Sent from my SM-J500F using Tapatalk


----------



## Natelie (Aug 30, 2015)

i actually need to know about girls hostel!


----------



## Mahe12 (Jul 14, 2015)

Natelie said:


> i actually need to know about girls hostel!



 Details for Hostle accommodation of girls is mentioned here ! Anyhow mess charges are additional .You can ask the student's affair office for further info .*Hostel Accommodation Charges for National Students*


Single occupancy with attached bath Rs. 5800/- 
Double occupancy with attached bath Rs. 4800/- 
Double occupancy with community bath Rs. 4300/-
Tripple occupancy with community bath Rs. 3500/-






Security Fee of Rs. 10,000/- (Refundable) will be charged at the time of allotme. 
Hostel includes accommodation charges only. 
 Hostel Accommodation Charges for International Students (All Programs H-12 Campus

*Single Students: 
*

Single occupancy (with attached bath) USD 70
Double occupancy (with attached bath) USD 60 
Double occupancy (with community bath) USD 50 
Tripple occupancy with community bath USD 40





*Note:
*



Security Fee of USD 117/- (Refundable) will be charged at the time of allotment. 
Hostel includes accommodation charges only. 
 Hostel Accommodation Charges for International Students (Medicine Students of AMC) 
*Single Students
*

Single occupancy (with attached bath) USD 120
Double occupancy (with attached bath) USD 85

Double occupancy (with community bath) USD 70
Tripple occupancy with community bath USD 55




*Note:
*



Security Fee of USD 117 (Refundable) is charged at the time of allotment. 
Hostel includes accommodation charges only. 
All fees are subject to revision from time to time


----------



## shane warney (Oct 28, 2015)

lol this info is incorrect it is for H 12 campus

- - - Updated - - -

girls hostels are ok! i guess there are two persons during first year bu then you have a single room when you become senior its a *company* system you can ask your dad about it he would tell ya...hostel fee is 6000 mess bill i dont think they charge for rooms seperately

- - - Updated - - -

hostel life at amc could be *survivial* or *enjoyment* depends on whether u settle in or not


----------



## ThePhantom (Dec 9, 2015)

Could you guys who have got admission share your NET marks?


----------



## Natelie (Aug 30, 2015)

shane warney said:


> lol this info is incorrect it is for H 12 campus
> 
> - - - Updated - - -
> 
> ...


whats the difference between fatima nd ayesha company? which one have better hostel and which one is less strict?


----------



## shane warney (Oct 28, 2015)

both are virtually the same!

- - - Updated - - -

there arent any mc girls in amc right now so strictness would be pretty less i think in the hostel!

- - - Updated - - -

classes of u guys from 12? have they called every person for pc seats?


----------



## carrots99 (Dec 10, 2015)

*Ayesha Company Vs.

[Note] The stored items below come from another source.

//! Tree serializer
//!
//! Walks a native document and produces a portable JSON tree in which every
//! temporal value, found by its shape rather than its field name, is replaced
//! by ISO-8601 text. Everything else is copied as is.

use herd_backup_types::{DocValue, Timestamp};
use serde::{Deserialize, Serialize};
use serde_json::{Map, Value};

use crate::temporal::TemporalValue;

/// Key of a tagged date: `{"$date": "<iso>"}`
pub const DATE_TAG: &str = "$date";

/// How instants are written into a backup file
#[derive(Debug, Clone, Copy, Default, PartialEq, Eq, Serialize, Deserialize)]
#[serde(rename_all = "lowercase")]
pub enum DateEncoding {
    /// Bare ISO string; restored by field name
    #[default]
    Iso,
    /// `{"$date": "<iso>"}`; restored under any field name
    Tagged,
}

/// Converts native documents into backup-safe trees
#[derive(Debug, Clone, Copy, Default)]
pub struct TreeSerializer {
    encoding: DateEncoding,
}

impl TreeSerializer {
    pub fn new(encoding: DateEncoding) -> Self {
        Self { encoding }
    }

    /// Serialize a value. Total: unknown shapes pass through untouched.
    pub fn serialize(&self, value: &DocValue) -> Value {
        if let Some(iso) = TemporalValue::detect(value).and_then(|t| t.to_iso()) {
            return self.encode_date(iso);
        }

        match value {
            DocValue::Null => Value::Null,
            DocValue::Bool(b) => Value::Bool(*b),
            DocValue::Number(n) => Value::Number(n.clone()),
            DocValue::String(s) => Value::String(s.clone()),
            DocValue::Array(items) => {
                Value::Array(items.iter().map(|item| self.serialize(item)).collect())
            }
            DocValue::Map(map) => Value::Object(
                map.iter()
                    .map(|(key, item)| (key.clone(), self.serialize(item)))
                    .collect(),
            ),
            DocValue::Timestamp(ts) => self.encode_date(ts.to_iso_string()),
            DocValue::DateTime(dt) => self.encode_date(Timestamp::from_date(*dt).to_iso_string()),
        }
    }

    fn encode_date(&self, iso: String) -> Value {
        match self.encoding {
            DateEncoding::Iso => Value::String(iso),
            DateEncoding::Tagged => {
                let mut tagged = Map::new();
                tagged.insert(DATE_TAG.to_string(), Value::String(iso));
                Value::Object(tagged)
            }
        }
    }
}

/// Serialize with the default bare-ISO encoding
pub fn serialize_for_backup(value: &DocValue) -> Value {
    TreeSerializer::default().serialize(value)
}
//! Error types for the backup data model

use thiserror::Error;

/// Result type for data model operations
pub type BackupTypesResult<T> = Result<T, BackupTypesError>;

/// Errors raised while building data model values
#[derive(Error, Debug)]
pub enum BackupTypesError {
    /// Seconds/nanoseconds pair outside the representable range
    #[error("Invalid timestamp: {0}")]
    InvalidTimestamp(String),

    /// Collection name not part of the backup layout
    #[error("Unknown collection: {0}")]
    UnknownCollection(String),

    /// Serialization/deserialization error
    #[error("Serialization error: {0}")]
    Serialization(#[from] serde_json::Error),
}
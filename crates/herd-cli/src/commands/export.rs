use std::path::PathBuf;
use std::sync::Arc;

use anyhow::Context;
use clap::Args;
use colored::Colorize;
use herd_backup::{BackupService, JsonDirStore};
use tracing::info;

use super::EngineArgs;

#[derive(Args)]
pub struct ExportCommand {
    #[command(flatten)]
    engine: EngineArgs,

    /// Document store directory
    #[arg(long, env = "HERD_DATA_DIR")]
    data_dir: PathBuf,

    /// Farm to export
    #[arg(long)]
    farm_id: String,

    /// Recorded in the backup as the user who ran the export
    #[arg(long, env = "USER", default_value = "herd-cli")]
    exported_by: String,

    /// Write the backup here instead of stdout
    #[arg(long, short)]
    output: Option<PathBuf>,
}

impl ExportCommand {
    pub fn execute(self) -> anyhow::Result<()> {
        let config = self.engine.load_config()?;

        let store = Arc::new(JsonDirStore::new(&self.data_dir));
        let service = BackupService::new(store, config)?;

        let rt = tokio::runtime::Runtime::new()?;
        let backup = rt
            .block_on(service.export_backup(&self.farm_id, &self.exported_by))
            .with_context(|| format!("Failed to export farm {}", self.farm_id))?;

        let json = service.render_backup(&backup)?;

        let Some(output) = &self.output else {
            println!("{}", json);
            return Ok(());
        };

        std::fs::write(output, json)
            .with_context(|| format!("Failed to write backup to {}", output.display()))?;
        info!("Backup written to {}", output.display());

        println!();
        println!(
            "{} {}",
            "✅ Exported farm".bright_green(),
            backup.meta.farm_name.bright_cyan()
        );
        println!("  {} {}", "File:".bright_white(), output.display());
        println!(
            "  {} {}",
            "Records:".bright_white(),
            backup.meta.counts.total().to_string().bright_cyan()
        );
        println!();

        Ok(())
    }
}
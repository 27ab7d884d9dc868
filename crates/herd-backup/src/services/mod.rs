//! Backup service implementation
//!
//! Ties the engine together over a document store: export reads a farm into a
//! backup file, import validates one and writes it back.

mod backup;
mod config;

pub use backup::{BackupService, ImportOptions, ImportSummary, DOCUMENT_ID_FIELD};
pub use config::{BackupConfig, DEFAULT_PRETTY_OUTPUT};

Fatima Company*

Some seniors have told me that Ayesha company is better in every way..


----------



## shane warney (Oct 28, 2015)

lol what difference does company make? you would still have to attend all those noob fall ins and that seniority stuff its just the difference in sports and stuff between the companies


----------



## Natelie (Aug 30, 2015)

shane warney said:


> lol what difference does company make? you would still have to attend all those noob fall ins and that seniority stuff its just the difference in sports and stuff between the companies


i havent got the letter to report yet!
is there a difference of hostel between the companies? a girl from ayesha told me fatima have poor hostel facilities and a girl from fatima said they r good in all the stuff


----------



## shane warney (Oct 28, 2015)

well she might be telling the truth! its upto college admin by the way whatever they decide regarding company theyll send u in what i know is that rules and general atmosphere is same in both hostels


----------



## ThePhantom (Dec 9, 2015)

Can someone please care to share their NET marks?


----------



## hot.raisins (Oct 11, 2015)

Ayesha coy is better for some reason according to my sister and all of her friends. Fatima coy is a tiny bit suffocating just generally (according to them). Did you get that phone call?


----------



## ThePhantom (Dec 9, 2015)

Oh sorry, I forgot, there will be no NET next year as AMC is now affiliated with NUMS. :?
Lol, sorry! Not interested anymore.


----------



## Natelie (Aug 30, 2015)

hot.raisins said:


> Ayesha coy is better for some reason according to my sister and all of her friends. Fatima coy is a tiny bit suffocating just generally (according to them). Did you get that phone call?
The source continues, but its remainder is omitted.